#### [Work to complete]
In the entries below, find the line with "the service facade." and the line with "fn trim(&mut self)". Return those two lines and all lines between them, exactly.

Dataset entries:
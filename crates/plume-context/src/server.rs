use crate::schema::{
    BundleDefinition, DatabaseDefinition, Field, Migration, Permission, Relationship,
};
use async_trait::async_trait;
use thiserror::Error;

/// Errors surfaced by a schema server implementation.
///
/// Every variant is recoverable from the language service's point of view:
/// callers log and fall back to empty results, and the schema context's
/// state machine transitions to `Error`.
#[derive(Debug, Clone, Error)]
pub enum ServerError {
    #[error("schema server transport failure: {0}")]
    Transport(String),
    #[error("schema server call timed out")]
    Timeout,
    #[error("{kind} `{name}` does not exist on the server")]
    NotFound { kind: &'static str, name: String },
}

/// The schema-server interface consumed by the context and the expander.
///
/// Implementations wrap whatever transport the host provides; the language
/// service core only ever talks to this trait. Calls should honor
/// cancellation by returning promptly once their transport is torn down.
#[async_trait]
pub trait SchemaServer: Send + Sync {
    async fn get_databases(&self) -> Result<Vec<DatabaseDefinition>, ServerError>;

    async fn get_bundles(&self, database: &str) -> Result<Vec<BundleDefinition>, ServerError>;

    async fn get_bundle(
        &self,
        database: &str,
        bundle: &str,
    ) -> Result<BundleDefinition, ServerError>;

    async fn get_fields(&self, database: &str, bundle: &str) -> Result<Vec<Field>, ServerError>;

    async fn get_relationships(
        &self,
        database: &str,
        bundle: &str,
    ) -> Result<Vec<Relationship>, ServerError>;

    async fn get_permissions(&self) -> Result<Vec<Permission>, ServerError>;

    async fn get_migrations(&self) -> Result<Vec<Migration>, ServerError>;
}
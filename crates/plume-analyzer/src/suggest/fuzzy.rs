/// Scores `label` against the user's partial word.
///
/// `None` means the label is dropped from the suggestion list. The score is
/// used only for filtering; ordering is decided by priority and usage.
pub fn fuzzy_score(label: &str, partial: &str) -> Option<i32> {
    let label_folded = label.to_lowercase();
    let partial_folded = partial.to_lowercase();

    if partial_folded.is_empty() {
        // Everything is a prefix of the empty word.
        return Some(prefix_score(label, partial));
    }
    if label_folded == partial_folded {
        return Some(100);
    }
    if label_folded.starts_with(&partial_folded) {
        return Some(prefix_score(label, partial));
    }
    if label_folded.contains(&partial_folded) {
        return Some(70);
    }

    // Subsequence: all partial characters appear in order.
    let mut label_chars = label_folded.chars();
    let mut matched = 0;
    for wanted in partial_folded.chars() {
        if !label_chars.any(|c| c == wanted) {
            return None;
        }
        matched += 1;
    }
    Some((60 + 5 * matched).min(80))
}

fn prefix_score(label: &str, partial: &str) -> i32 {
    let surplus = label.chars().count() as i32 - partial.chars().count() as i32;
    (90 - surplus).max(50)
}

--

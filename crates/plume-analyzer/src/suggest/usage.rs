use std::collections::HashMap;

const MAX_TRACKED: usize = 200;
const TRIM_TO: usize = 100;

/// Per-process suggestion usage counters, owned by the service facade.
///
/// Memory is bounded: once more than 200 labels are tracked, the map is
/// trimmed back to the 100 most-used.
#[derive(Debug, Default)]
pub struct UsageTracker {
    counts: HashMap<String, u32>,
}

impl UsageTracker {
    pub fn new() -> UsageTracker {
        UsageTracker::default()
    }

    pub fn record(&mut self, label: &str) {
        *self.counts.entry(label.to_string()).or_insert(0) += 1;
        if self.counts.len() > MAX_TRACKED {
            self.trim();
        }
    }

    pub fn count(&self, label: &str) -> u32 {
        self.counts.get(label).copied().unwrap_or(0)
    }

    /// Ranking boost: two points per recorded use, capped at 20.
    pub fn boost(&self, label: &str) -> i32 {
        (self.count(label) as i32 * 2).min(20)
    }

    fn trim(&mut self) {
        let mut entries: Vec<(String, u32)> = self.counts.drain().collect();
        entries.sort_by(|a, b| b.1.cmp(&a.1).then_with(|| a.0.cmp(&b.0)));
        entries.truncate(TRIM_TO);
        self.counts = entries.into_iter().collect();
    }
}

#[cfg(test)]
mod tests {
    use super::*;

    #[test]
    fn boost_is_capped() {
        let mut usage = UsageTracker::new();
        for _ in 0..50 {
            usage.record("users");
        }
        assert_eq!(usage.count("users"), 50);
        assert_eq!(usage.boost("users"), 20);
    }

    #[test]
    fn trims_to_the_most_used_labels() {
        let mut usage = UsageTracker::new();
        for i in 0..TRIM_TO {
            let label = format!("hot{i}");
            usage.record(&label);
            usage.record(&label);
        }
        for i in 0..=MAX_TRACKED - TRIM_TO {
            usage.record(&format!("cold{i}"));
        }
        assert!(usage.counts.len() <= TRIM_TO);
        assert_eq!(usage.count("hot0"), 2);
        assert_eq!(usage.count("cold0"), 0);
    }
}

#### [Result of this exercise]
/// Per-process suggestion usage counters, owned by the service facade.
///
/// Memory is bounded: once more than 200 labels are tracked, the map is
/// trimmed back to the 100 most-used.
#[derive(Debug, Default)]
pub struct UsageTracker {
    counts: HashMap<String, u32>,
}

impl UsageTracker {
    pub fn new() -> UsageTracker {
        UsageTracker::default()
    }

    pub fn record(&mut self, label: &str) {
        *self.counts.entry(label.to_string()).or_insert(0) += 1;
        if self.counts.len() > MAX_TRACKED {
            self.trim();
        }
    }

    pub fn count(&self, label: &str) -> u32 {
        self.counts.get(label).copied().unwrap_or(0)
    }

    /// Ranking boost: two points per recorded use, capped at 20.
    pub fn boost(&self, label: &str) -> i32 {
        (self.count(label) as i32 * 2).min(20)
    }

    fn trim(&mut self) {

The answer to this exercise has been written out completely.